Review:
"Poppa, a news reporter and Pulitzer Prize finalist for his work on this story, has turned out a detailed and exciting book, covering in depth Acosta's life; the other drug factions that battled with him; the village of Ojinaga; and the logistics of the drug operation. The result is a nonfiction account with enough greed, treachery, shoot-outs, and government corruption to fascinate true crime and crime fiction readers alike. Highly recommended."—Library Journal
"[Drug Lord] is impressive for its thorough investigatory research...and for its lively style."—Kirkus Reviews
"Drug Lord is one of the few stories about double-dealing, murder, and endemic Mexican government corruption ever told from inside a drug ring, and is a must for anyone who wants to understand how drug rings really operate."—Penthouse
"[Poppa] describes, with uncomplicated ease, the franchise structure of the Acosta operation involving a kind of interlocking, horizontal integration typical of organized crime...He has shocked us with the conventions of the drug smuggling industry. He has penetrated its secrets and shows it to be something more ordinary than mystical." —Dallas Morning News
"Poppa is a gifted storyteller who has a clear eye for detail." —Albuquerque Journal
"At times reading more like a Wild West novel than a true-to-life piece of non-fiction, Drug Lord exposes revealing snapshots of the seamy world of a drug smuggler at work." —Austin American Statesman
"Pablo Acosta, born in abject poverty in Mexico, became drug czar of Ojinaga across the border from the Big Bend country of Texas...The author shows that Acosta consolidated his power by murdering rivals, corrupting local police and soldiers, distributing money to the poor and contributing generously to civic projects...Poppa interviewed the drug lord in 1986 for the El Paso Herald-Post and bases this enlightening book in part on those talks." —Publishers Weekly
"Drug Lord is the real thing. Raw, immediate, indispensable." Don Winslow, author of The Power of Dog and California Fire and Life
Synopsis:
This is a riveting portrait of Pablo Acosta, the scar-faced Mexican padrino who controlled crime along 250 miles of the Rio Grande.
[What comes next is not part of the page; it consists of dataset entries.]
//! Document loaders: turn a file on disk into a [`Document`].
//!
//! [`DocxLoader`] reads Word `.docx` packages; [`TextLoader`] reads plain
//! UTF-8 `.txt` and `.md` files. [`load_document`] picks one by extension.

use std::fs::File;
use std::io::Read;
use std::path::Path;
use std::sync::LazyLock;

use regex::Regex;
use tracing::debug;
use zip::ZipArchive;

use crate::document::Document;
use crate::error::{RagError, Result};

/// Archive entry holding the main body of a `.docx` package.
const DOCX_BODY_ENTRY: &str = "word/document.xml";

/// Matches one XML tag (group 1: closing slash, group 2: name, group 3: self-closing
/// slash) or a run of character data (group 4).
static XML_TOKEN: LazyLock<Regex> = LazyLock::new(|| {
    Regex::new(r#"<(/?)([A-Za-z_][\w:.-]*)(?:\s[^>]*?)?(/?)>|<[!?][^>]*>|([^<]+)"#)
        .expect("valid XML token pattern")
});

/// Reads a file into a [`Document`].
pub trait DocumentLoader: Send + Sync {
    /// Load and extract the text of the file at `path`.
    ///
    /// Either the whole text is returned or an error; there are no partial results.
    fn load(&self, path: &Path) -> Result<Document>;
}

/// Loads Word `.docx` files.
///
/// Text runs (`<w:t>`) are kept verbatim, `<w:tab/>` becomes a tab,
/// `<w:br/>` and `<w:cr/>` become line breaks, and every paragraph ends with a
/// blank line so the splitter sees paragraph boundaries as `"\n\n"`.
#[derive(Debug, Clone, Copy, Default)]
pub struct DocxLoader;

impl DocumentLoader for DocxLoader {
    fn load(&self, path: &Path) -> Result<Document> {
        let file = File::open(path).map_err(|e| load_error(path, e))?;
        let mut archive = ZipArchive::new(file).map_err(|e| load_error(path, e))?;
        let mut entry = archive.by_name(DOCX_BODY_ENTRY).map_err(|e| load_error(path, e))?;

        let mut xml = String::new();
        entry.read_to_string(&mut xml).map_err(|e| load_error(path, e))?;

        let text = extract_docx_text(&xml);
        debug!(path = %path.display(), chars = text.chars().count(), "extracted docx text");
        Ok(document_for(path, text))
    }
}

/// Loads UTF-8 text files as-is.
#[derive(Debug, Clone, Copy, Default)]
pub struct TextLoader;

impl DocumentLoader for TextLoader {
    fn load(&self, path: &Path) -> Result<Document> {
        let text = std::fs::read_to_string(path).map_err(|e| load_error(path, e))?;
        Ok(document_for(path, text))
    }
}

/// Load `path` with the loader matching its extension.
///
/// `.docx` uses [`DocxLoader`]; `.txt` and `.md` use [`TextLoader`]. Anything
/// else fails with [`RagError::UnsupportedFormat`].
pub fn load_document(path: &Path) -> Result<Document> {
    loader_for(path)?.load(path)
}

/// The loader for `path`'s extension.
pub fn loader_for(path: &Path) -> Result<Box<dyn DocumentLoader>> {
    let extension = path
        .extension()
        .and_then(|ext| ext.to_str())
        .map(str::to_ascii_lowercase)
        .unwrap_or_default();
    match extension.as_str() {
        "docx" => Ok(Box::new(DocxLoader)),
        "txt" | "md" => Ok(Box::new(TextLoader)),
        _ => Err(RagError::UnsupportedFormat { path: path.display().to_string() }),
    }
}

fn load_error(path: &Path, e: impl std::fmt::Display) -> RagError {
    RagError::LoadError { path: path.display().to_string(), message: e.to_string() }
}

fn document_for(path: &Path, text: String) -> Document {
    let id = path
        .file_stem()
        .and_then(|s| s.to_str())
        .filter(|s| !s.is_empty())
        .unwrap_or("document")
        .to_string();
    Document::new(id, text, path.display().to_string())
}

/// Extract plain text from a WordprocessingML body.
fn extract_docx_text(xml: &str) -> String {
    let mut text = String::new();
    let mut in_text_run = false;

    for token in XML_TOKEN.captures_iter(xml) {
        if let Some(data) = token.get(4) {
            if in_text_run {
                text.push_str(&decode_entities(data.as_str()));
            }
            continue;
        }
        let Some(name) = token.get(2).map(|m| m.as_str()) else {
            continue;
        };
        let closing = token.get(1).is_some_and(|m| !m.as_str().is_empty());
        let self_closing = token.get(3).is_some_and(|m| !m.as_str().is_empty());

        match (name, closing) {
            ("w:t", false) => in_text_run = !self_closing,
            ("w:t", true) => in_text_run = false,
            ("w:tab", false) => text.push('\t'),
            ("w:br" | "w:cr", false) => text.push('\n'),
            ("w:p", true) => text.push_str("\n\n"),
            _ => {}
        }
    }

    text.trim().to_string()
}

/// Decode the predefined XML entities and numeric character references.
fn decode_entities(raw: &str) -> String {
    if !raw.contains('&') {
        return raw.to_string();
    }

    let mut out = String::with_capacity(raw.len());
    let mut rest = raw;
    while let Some(amp) = rest.find('&') {
        out.push_str(&rest[..amp]);
        let after = &rest[amp + 1..];
        let decoded = after.find(';').and_then(|semi| {
            let entity = &after[..semi];
            let ch = match entity {
                "amp" => Some('&'),
                "lt" => Some('<'),
                "gt" => Some('>'),
                "quot" => Some('"'),
                "apos" => Some('\''),
                _ => entity
                    .strip_prefix("#x")
                    .or_else(|| entity.strip_prefix("#X"))
                    .and_then(|hex| u32::from_str_radix(hex, 16).ok())
                    .or_else(|| entity.strip_prefix('#').and_then(|dec| dec.parse().ok()))
                    .and_then(char::from_u32),
            };
            ch.map(|c| (c, semi))
        });
        match decoded {
            Some((c, semi)) => {
                out.push(c);
                rest = &after[semi + 1..];
            }
            None => {
                out.push('&');
                rest = after;
            }
        }
    }
    out.push_str(rest);
    out
}
//! Vector store trait for storing and searching vector embeddings.

use async_trait::async_trait;

use crate::document::{Chunk, SearchResult};
use crate::error::Result;

/// A storage backend for vector embeddings with similarity search.
///
/// Implementations manage named collections of [`Chunk`]s and support
/// replacing, upserting, and searching by vector distance.
///
/// # Example
///
/// ```rust,ignore
/// use embedomatic_rag::{InMemoryVectorStore, VectorStore};
///
/// let store = InMemoryVectorStore::new();
/// store.replace_collection("docs", 384, &chunks).await?;
/// let results = store.search("docs", &query_embedding, 5).await?;
/// ```
#[async_trait]
pub trait VectorStore: Send + Sync {
    /// Create a named collection. No-op if it already exists.
    async fn create_collection(&self, name: &str, dimensions: usize) -> Result<()>;

    /// Delete a named collection and all its data. No-op if it does not exist.
    async fn delete_collection(&self, name: &str) -> Result<()>;

    /// Upsert chunks into a collection. Chunks must have embeddings set.
    async fn upsert(&self, collection: &str, chunks: &[Chunk]) -> Result<()>;

    /// Number of chunks in a collection, or `None` if it does not exist.
    async fn count(&self, collection: &str) -> Result<Option<usize>>;

    /// Replace a collection's entire contents with `chunks`.
    ///
    /// The default implementation deletes the collection, recreates it, and
    /// upserts the chunks. It is not transactional: if the upsert fails the
    /// collection is left empty or partially populated. Backends that can swap
    /// a collection atomically override this.
    async fn replace_collection(
        &self,
        name: &str,
        dimensions: usize,
        chunks: &[Chunk],
    ) -> Result<()> {
        self.delete_collection(name).await?;
        self.create_collection(name, dimensions).await?;
        self.upsert(name, chunks).await
    }

    /// Search for the `top_k` chunks closest to the given embedding.
    ///
    /// Returns results ordered by ascending distance; ties keep insertion
    /// order. When `top_k` exceeds the collection size every chunk is returned.
    /// Fails with [`RagError::CollectionNotFound`](crate::RagError::CollectionNotFound)
    /// for an unknown collection.
    async fn search(
        &self,
        collection: &str,
        embedding: &[f32],
        top_k: usize,
    ) -> Result<Vec<SearchResult>>;
}
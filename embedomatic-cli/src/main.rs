use std::path::Path;
use std::process::ExitCode;

use anyhow::Context;
use clap::Parser;
use embedomatic_cli::render::{self, Action};
use embedomatic_cli::{Cli, Command, QueryOptions, Shell, build_session, upload};
use embedomatic_rag::session::DEFAULT_RESULT_COUNT;
use embedomatic_rag::{Environment, RagSession};
use tracing_subscriber::EnvFilter;

#[tokio::main]
async fn main() -> anyhow::Result<ExitCode> {
    // Logs go to stderr so answers on stdout stay clean.
    let filter = EnvFilter::try_from_default_env().unwrap_or_else(|_| EnvFilter::new("warn"));
    tracing_subscriber::fmt().with_env_filter(filter).with_writer(std::io::stderr).init();

    let cli = Cli::parse();
    let env = Environment::load().context("startup configuration check failed")?;
    let mut session =
        build_session(&env, &cli.options).await.context("failed to initialise the pipeline")?;

    let ok = match cli.command {
        Command::Ingest { file } => ingest(&mut session, &file).await,
        Command::Ask { query, query_options } => {
            prepare(&mut session, &query_options).await
                && match session.ask(&query, query_options.k.into()).await {
                    Ok(outcome) => report(render::outcome(&outcome)),
                    Err(e) => fail(render::error(Action::Search, &e)),
                }
        }
        Command::Search { query, query_options } => {
            prepare(&mut session, &query_options).await
                && match session.search(&query, query_options.k.into()).await {
                    Ok(results) => report(render::results(&results)),
                    Err(e) => fail(render::error(Action::Search, &e)),
                }
        }
        Command::Shell { file } => {
            let mut shell = Shell::new(session, DEFAULT_RESULT_COUNT);
            match file {
                Some(path) => println!("{}", shell.load(&path).await),
                None => attach(shell.session_mut()).await,
            }
            shell.run().await?;
            true
        }
    };

    Ok(if ok { ExitCode::SUCCESS } else { ExitCode::FAILURE })
}

async fn ingest(session: &mut RagSession, path: &Path) -> bool {
    match upload(session, path).await {
        Ok(handle) => report(render::ingested(&path.display().to_string(), handle)),
        Err(e) => fail(render::error(Action::Ingest, &e)),
    }
}

/// Ingest `--file` if given, otherwise pick up the stored collection.
async fn prepare(session: &mut RagSession, options: &QueryOptions) -> bool {
    match &options.file {
        Some(path) => ingest(session, path).await,
        None => {
            attach(session).await;
            true
        }
    }
}

async fn attach(session: &mut RagSession) {
    if let Err(e) = session.attach().await {
        eprintln!("{}", render::error(Action::Search, &e));
    }
}

fn report(message: String) -> bool {
    println!("{message}");
    true
}

fn fail(message: String) -> bool {
    eprintln!("{message}");
    false
}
It is a linear work that traces the drug lord's rise from humble beginnings, his rapid ascension to power through murder and treachery, his smuggling of sixty tons of cocaine a year into the United States, his struggles to defend his expanding empire against rivals, the betrayals and over-indulgence that fostered his downfall, and his dramatic death at the hands of the same police system that had been giving him protection.